- Try it -
Copy each line in the data below that contains the word "CorsLayer".
*** Opening of Entries shown ***
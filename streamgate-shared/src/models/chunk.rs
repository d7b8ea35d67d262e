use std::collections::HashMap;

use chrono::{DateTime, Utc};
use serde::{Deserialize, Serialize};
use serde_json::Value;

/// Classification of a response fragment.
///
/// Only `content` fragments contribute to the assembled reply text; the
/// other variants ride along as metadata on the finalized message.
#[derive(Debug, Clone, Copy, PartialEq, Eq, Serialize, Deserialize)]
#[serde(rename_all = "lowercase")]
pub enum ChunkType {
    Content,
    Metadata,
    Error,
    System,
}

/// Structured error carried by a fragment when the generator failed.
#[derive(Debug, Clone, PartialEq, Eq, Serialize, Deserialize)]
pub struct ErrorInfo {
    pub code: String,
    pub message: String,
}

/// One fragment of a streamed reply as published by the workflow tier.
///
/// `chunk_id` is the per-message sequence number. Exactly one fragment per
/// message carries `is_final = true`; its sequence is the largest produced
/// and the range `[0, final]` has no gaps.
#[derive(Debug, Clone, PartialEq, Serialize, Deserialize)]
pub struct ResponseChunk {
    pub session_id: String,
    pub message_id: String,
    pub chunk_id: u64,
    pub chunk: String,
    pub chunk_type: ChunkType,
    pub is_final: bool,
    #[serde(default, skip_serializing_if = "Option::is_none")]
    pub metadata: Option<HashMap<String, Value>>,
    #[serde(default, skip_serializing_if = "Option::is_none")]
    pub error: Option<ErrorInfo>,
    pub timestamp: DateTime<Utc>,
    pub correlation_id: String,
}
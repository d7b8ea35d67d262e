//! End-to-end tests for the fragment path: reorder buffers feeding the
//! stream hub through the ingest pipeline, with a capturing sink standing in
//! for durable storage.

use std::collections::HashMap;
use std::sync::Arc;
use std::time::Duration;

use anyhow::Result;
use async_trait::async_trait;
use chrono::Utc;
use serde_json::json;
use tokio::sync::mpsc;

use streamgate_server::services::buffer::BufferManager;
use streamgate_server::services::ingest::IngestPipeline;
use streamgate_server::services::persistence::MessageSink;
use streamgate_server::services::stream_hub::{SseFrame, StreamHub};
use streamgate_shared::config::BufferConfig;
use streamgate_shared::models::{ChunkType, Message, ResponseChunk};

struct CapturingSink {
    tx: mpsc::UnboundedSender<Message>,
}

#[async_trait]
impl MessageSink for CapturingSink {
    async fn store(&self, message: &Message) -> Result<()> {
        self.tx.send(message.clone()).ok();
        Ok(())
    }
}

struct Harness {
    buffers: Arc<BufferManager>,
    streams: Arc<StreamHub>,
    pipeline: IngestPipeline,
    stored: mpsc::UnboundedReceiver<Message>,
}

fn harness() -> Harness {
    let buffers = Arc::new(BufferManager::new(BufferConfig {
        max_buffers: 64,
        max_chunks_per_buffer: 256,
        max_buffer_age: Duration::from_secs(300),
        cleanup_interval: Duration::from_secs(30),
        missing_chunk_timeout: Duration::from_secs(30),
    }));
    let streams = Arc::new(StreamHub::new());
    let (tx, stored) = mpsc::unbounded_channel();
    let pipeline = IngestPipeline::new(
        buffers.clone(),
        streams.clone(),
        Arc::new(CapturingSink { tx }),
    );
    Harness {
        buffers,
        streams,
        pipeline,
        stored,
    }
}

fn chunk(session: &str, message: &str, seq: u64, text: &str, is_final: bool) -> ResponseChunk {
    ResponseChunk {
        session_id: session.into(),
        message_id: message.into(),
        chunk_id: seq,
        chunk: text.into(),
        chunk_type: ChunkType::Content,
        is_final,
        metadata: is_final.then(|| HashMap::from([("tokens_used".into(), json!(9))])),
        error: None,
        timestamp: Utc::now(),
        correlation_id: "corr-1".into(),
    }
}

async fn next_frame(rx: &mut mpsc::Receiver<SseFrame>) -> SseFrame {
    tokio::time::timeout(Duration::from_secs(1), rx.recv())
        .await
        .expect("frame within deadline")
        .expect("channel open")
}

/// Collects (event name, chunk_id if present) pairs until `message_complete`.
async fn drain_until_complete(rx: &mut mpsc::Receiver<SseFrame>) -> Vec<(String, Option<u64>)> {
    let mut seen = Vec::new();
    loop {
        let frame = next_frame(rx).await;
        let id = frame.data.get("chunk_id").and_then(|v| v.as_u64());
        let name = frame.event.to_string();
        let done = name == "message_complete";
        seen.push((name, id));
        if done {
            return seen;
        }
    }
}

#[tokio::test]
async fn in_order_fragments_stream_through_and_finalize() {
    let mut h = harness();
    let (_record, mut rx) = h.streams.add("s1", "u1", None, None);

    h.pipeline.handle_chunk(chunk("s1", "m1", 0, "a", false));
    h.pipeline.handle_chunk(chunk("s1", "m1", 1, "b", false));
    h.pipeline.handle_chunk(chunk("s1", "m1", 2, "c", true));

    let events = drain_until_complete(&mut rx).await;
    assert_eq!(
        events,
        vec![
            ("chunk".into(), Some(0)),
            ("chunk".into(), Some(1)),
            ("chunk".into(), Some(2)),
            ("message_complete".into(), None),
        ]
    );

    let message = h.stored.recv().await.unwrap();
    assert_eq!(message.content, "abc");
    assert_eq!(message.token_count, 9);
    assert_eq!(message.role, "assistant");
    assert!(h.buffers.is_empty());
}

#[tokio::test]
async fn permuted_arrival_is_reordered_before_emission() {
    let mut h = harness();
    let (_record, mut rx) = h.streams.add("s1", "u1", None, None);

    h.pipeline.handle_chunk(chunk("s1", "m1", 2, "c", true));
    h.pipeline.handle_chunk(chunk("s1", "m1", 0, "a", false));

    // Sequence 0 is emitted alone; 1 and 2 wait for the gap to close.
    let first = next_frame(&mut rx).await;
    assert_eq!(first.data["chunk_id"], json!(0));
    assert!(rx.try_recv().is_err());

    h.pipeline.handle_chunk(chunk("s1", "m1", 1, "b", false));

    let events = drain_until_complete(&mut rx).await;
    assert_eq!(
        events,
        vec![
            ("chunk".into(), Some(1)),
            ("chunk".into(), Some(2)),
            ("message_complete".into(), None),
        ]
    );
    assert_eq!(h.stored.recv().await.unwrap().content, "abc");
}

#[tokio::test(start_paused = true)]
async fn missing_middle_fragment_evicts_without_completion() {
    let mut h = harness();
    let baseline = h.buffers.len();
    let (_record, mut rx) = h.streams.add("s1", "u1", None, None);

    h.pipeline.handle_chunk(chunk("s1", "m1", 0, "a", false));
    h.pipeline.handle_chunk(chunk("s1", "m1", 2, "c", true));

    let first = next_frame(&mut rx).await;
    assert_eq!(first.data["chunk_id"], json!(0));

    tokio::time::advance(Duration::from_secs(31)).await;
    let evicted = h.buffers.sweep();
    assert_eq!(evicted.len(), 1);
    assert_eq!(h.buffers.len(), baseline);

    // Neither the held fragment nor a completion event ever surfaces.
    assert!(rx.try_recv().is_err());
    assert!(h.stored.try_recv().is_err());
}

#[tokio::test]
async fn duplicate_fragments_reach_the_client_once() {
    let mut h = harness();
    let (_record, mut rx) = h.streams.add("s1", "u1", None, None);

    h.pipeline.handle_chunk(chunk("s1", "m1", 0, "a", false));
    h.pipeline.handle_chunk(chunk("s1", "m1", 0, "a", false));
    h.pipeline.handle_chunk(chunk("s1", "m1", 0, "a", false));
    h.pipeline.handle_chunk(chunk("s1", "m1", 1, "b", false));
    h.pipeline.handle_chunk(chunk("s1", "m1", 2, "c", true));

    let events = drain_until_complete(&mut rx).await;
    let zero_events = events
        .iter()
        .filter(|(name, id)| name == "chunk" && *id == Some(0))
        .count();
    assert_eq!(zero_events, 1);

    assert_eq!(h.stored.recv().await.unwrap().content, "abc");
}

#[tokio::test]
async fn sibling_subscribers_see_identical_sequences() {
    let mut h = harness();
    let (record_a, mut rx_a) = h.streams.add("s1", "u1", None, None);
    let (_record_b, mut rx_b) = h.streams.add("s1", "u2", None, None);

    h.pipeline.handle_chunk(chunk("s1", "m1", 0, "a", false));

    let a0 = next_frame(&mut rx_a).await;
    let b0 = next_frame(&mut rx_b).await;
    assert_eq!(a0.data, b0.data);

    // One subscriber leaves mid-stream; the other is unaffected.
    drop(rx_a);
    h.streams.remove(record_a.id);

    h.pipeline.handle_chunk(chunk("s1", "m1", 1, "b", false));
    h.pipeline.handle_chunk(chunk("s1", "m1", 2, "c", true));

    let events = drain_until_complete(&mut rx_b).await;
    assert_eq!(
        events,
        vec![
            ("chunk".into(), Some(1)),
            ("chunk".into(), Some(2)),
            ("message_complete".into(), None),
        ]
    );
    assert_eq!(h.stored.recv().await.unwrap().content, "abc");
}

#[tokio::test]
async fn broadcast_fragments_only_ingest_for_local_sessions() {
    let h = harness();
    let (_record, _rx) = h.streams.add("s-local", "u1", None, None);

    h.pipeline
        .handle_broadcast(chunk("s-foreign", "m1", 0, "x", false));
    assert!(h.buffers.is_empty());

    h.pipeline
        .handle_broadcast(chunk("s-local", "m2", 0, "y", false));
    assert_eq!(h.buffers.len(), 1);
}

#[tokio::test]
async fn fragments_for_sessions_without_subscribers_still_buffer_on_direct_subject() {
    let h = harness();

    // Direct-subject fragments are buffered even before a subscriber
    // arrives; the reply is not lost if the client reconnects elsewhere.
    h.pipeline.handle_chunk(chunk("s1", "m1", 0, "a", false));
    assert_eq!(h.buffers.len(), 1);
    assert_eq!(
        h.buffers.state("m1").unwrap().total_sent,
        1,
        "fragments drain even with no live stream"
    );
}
*** Close of Entries shown ***
*** Opening of Entries shown ***
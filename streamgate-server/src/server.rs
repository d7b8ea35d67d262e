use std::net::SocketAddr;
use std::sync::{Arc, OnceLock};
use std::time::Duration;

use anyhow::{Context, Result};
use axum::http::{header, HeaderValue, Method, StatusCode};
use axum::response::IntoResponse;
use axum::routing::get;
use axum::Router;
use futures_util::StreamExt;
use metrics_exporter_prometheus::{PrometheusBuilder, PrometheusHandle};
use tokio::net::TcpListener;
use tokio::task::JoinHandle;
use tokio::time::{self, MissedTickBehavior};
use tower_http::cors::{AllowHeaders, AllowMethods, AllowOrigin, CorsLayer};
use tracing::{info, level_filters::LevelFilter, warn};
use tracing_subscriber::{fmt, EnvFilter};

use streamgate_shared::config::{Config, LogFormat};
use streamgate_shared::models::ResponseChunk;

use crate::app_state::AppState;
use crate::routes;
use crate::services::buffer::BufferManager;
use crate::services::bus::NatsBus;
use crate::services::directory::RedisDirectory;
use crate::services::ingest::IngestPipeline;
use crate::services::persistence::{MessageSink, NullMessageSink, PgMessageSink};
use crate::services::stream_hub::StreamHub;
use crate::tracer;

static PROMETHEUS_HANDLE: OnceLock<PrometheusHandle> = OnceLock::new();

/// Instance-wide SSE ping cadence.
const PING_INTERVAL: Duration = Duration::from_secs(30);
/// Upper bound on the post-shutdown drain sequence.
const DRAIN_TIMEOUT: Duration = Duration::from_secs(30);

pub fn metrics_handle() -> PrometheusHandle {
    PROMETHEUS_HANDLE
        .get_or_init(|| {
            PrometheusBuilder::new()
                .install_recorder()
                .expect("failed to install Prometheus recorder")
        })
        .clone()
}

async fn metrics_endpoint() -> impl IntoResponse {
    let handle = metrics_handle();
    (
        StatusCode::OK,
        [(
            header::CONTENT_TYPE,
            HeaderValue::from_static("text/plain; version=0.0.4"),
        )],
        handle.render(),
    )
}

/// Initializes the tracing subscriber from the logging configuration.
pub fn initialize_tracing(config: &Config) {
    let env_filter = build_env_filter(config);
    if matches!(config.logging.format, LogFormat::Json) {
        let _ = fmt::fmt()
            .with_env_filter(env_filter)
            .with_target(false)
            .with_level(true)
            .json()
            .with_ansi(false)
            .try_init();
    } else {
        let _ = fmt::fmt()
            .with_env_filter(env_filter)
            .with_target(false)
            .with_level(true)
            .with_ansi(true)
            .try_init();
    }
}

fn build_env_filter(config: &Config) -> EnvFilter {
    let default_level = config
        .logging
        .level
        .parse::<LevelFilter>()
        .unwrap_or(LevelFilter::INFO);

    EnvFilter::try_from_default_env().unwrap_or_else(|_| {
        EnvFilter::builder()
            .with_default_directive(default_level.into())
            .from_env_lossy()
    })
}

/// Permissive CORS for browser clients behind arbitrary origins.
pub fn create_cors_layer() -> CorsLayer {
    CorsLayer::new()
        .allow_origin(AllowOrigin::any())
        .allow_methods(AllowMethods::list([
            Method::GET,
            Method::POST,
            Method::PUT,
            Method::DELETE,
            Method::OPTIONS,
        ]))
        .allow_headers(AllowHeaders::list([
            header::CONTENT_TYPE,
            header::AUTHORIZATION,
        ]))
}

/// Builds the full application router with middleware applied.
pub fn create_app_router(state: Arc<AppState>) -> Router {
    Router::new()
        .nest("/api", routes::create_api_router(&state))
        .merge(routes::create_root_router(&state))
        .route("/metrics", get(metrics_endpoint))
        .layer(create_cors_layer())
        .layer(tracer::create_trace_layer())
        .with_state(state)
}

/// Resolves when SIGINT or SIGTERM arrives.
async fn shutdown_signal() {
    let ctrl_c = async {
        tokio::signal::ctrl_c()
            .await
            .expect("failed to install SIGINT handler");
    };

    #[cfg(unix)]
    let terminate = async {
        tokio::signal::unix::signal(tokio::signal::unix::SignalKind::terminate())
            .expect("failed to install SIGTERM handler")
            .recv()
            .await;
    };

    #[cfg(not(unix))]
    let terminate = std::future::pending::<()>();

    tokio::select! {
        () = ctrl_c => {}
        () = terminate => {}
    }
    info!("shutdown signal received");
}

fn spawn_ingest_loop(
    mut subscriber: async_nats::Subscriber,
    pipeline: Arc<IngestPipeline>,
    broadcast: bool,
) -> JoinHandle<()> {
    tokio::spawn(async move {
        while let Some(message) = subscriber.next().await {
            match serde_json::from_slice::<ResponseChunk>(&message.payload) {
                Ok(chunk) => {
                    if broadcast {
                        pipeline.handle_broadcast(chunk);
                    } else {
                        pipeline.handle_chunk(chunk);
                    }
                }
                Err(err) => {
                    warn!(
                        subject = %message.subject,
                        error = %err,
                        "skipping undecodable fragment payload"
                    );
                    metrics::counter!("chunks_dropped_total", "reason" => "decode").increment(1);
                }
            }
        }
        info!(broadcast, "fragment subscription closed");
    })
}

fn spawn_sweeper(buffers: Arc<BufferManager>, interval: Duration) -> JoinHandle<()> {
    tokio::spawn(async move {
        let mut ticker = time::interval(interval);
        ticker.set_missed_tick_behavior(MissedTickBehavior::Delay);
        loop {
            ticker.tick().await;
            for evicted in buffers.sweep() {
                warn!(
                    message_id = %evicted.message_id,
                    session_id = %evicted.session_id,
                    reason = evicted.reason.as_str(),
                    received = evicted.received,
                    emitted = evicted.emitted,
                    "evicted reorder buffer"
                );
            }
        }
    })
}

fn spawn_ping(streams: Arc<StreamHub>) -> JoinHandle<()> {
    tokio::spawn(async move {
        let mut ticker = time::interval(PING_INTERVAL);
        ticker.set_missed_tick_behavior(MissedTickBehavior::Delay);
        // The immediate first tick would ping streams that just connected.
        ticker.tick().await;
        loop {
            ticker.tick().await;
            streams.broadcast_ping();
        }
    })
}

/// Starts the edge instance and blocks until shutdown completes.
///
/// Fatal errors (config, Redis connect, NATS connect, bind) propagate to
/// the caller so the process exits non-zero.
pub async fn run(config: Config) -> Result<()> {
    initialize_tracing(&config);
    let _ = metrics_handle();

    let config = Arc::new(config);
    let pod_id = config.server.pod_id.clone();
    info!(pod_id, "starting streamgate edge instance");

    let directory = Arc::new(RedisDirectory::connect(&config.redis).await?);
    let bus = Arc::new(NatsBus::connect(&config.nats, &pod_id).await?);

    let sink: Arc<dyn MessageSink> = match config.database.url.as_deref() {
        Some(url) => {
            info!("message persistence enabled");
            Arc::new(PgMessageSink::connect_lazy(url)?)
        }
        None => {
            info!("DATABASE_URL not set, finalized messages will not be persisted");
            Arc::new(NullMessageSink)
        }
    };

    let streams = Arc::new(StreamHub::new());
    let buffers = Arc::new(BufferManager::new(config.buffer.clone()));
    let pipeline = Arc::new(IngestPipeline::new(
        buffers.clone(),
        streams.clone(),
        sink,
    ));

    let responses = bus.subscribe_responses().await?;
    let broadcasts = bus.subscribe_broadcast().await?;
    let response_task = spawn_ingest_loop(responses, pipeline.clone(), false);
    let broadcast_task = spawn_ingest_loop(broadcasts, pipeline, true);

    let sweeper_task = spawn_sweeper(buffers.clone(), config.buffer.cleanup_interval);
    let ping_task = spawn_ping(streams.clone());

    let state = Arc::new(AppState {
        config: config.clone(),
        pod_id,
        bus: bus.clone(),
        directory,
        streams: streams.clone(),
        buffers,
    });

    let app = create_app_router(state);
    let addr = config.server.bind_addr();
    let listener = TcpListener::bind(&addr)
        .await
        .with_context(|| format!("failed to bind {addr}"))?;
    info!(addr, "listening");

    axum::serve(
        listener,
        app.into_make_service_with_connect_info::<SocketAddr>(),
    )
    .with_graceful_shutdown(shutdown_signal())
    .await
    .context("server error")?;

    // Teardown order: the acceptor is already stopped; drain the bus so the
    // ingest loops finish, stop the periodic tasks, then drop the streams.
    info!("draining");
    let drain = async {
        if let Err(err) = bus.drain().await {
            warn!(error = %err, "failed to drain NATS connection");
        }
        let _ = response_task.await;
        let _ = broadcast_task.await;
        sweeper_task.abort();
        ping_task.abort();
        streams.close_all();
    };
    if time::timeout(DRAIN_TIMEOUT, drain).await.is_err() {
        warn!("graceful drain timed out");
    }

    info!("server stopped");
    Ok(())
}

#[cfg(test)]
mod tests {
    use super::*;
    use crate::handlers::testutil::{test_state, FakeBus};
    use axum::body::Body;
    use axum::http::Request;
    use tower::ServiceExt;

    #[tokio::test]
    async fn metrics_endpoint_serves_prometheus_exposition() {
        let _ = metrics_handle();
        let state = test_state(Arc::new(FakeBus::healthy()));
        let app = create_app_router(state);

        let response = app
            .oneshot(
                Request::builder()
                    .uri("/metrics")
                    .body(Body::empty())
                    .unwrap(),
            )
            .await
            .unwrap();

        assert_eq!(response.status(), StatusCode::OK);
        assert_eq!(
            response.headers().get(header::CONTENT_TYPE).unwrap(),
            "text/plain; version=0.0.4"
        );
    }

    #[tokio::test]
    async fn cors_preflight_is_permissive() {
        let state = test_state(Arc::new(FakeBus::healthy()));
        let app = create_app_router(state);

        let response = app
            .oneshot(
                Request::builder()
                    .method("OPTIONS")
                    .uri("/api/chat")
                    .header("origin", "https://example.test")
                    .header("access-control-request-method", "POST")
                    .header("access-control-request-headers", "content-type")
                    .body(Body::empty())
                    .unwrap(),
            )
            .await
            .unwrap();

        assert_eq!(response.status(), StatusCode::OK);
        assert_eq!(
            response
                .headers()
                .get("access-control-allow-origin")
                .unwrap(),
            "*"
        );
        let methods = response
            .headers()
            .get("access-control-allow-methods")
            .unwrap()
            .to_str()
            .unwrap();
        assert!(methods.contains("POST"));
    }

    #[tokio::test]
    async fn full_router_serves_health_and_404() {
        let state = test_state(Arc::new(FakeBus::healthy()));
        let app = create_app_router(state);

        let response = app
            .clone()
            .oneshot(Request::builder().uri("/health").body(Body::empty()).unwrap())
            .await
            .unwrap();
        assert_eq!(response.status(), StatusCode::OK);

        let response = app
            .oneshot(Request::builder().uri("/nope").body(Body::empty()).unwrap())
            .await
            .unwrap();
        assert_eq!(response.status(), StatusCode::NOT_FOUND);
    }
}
*** Close of Entries shown ***
- Finished task -
use tower_http::cors::{AllowHeaders, AllowMethods, AllowOrigin, CorsLayer};
pub fn create_cors_layer() -> CorsLayer {
    CorsLayer::new()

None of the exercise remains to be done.